*** Opening Data listing ***

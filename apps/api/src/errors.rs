use axum::{
    extract::rejection::JsonRejection,
    http::StatusCode,
    response::{IntoResponse, Response},
    Json,
};
use serde_json::json;
use thiserror::Error;

/// Errors the HTTP adapter reports to callers. The AI core itself never
/// produces one: generation falls back and ranking degrades to catalog order.
#[derive(Debug, Error)]
pub enum AppError {
    #[error("Validation error: {0}")]
    Validation(String),

    #[error("Unprocessable entity: {0}")]
    UnprocessableEntity(String),
}

impl From<JsonRejection> for AppError {
    fn from(rejection: JsonRejection) -> Self {
        AppError::UnprocessableEntity(rejection.body_text())
    }
}

impl IntoResponse for AppError {
    fn into_response(self) -> Response {
        let (status, code, message) = match self {
            AppError::Validation(msg) => (StatusCode::BAD_REQUEST, "VALIDATION_ERROR", msg),
            AppError::UnprocessableEntity(msg) => (
                StatusCode::UNPROCESSABLE_ENTITY,
                "UNPROCESSABLE_ENTITY",
                msg,
            ),
        };

        let body = Json(json!({
            "error": {
                "code": code,
                "message": message
            }
        }));

        (status, body).into_response()
    }
}

#[cfg(test)]
mod tests {
    use super::*;

    #[test]
    fn test_validation_maps_to_bad_request() {
        let response = AppError::Validation("skills required".to_string()).into_response();
        assert_eq!(response.status(), StatusCode::BAD_REQUEST);
    }

    #[test]
    fn test_unprocessable_maps_to_422() {
        let response = AppError::UnprocessableEntity("bad json".to_string()).into_response();
        assert_eq!(response.status(), StatusCode::UNPROCESSABLE_ENTITY);
    }
}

*** Closing Data listing ***

■ Task to complete ■
Please output the entire listing exactly as it stands.

■ Result of the task ■
filename apps/api/src/errors.rs
use axum::{
    extract::rejection::JsonRejection,
    http::StatusCode,
    response::{IntoResponse, Response},
    Json,
};
use serde_json::json;
use thiserror::Error;

/// Errors the HTTP adapter reports to callers. The AI core itself never
/// produces one: generation falls back and ranking degrades to catalog order.
#[derive(Debug, Error)]
pub enum AppError {
    #[error("Validation error: {0}")]
    Validation(String),

    #[error("Unprocessable entity: {0}")]
    UnprocessableEntity(String),
}

impl From<JsonRejection> for AppError {
    fn from(rejection: JsonRejection) -> Self {
        AppError::UnprocessableEntity(rejection.body_text())
    }
}

impl IntoResponse for AppError {
    fn into_response(self) -> Response {
        let (status, code, message) = match self {
            AppError::Validation(msg) => (StatusCode::BAD_REQUEST, "VALIDATION_ERROR", msg),
            AppError::UnprocessableEntity(msg) => (
                StatusCode::UNPROCESSABLE_ENTITY,
                "UNPROCESSABLE_ENTITY",
                msg,
            ),
        };

        let body = Json(json!({
            "error": {
                "code": code,
                "message": message
            }
        }));

        (status, body).into_response()
    }
}

#[cfg(test)]
mod tests {
    use super::*;

    #[test]
    fn test_validation_maps_to_bad_request() {
        let response = AppError::Validation("skills required".to_string()).into_response();
        assert_eq!(response.status(), StatusCode::BAD_REQUEST);
    }

    #[test]
    fn test_unprocessable_maps_to_422() {
        let response = AppError::UnprocessableEntity("bad json".to_string()).into_response();
        assert_eq!(response.status(), StatusCode::UNPROCESSABLE_ENTITY);
    }
}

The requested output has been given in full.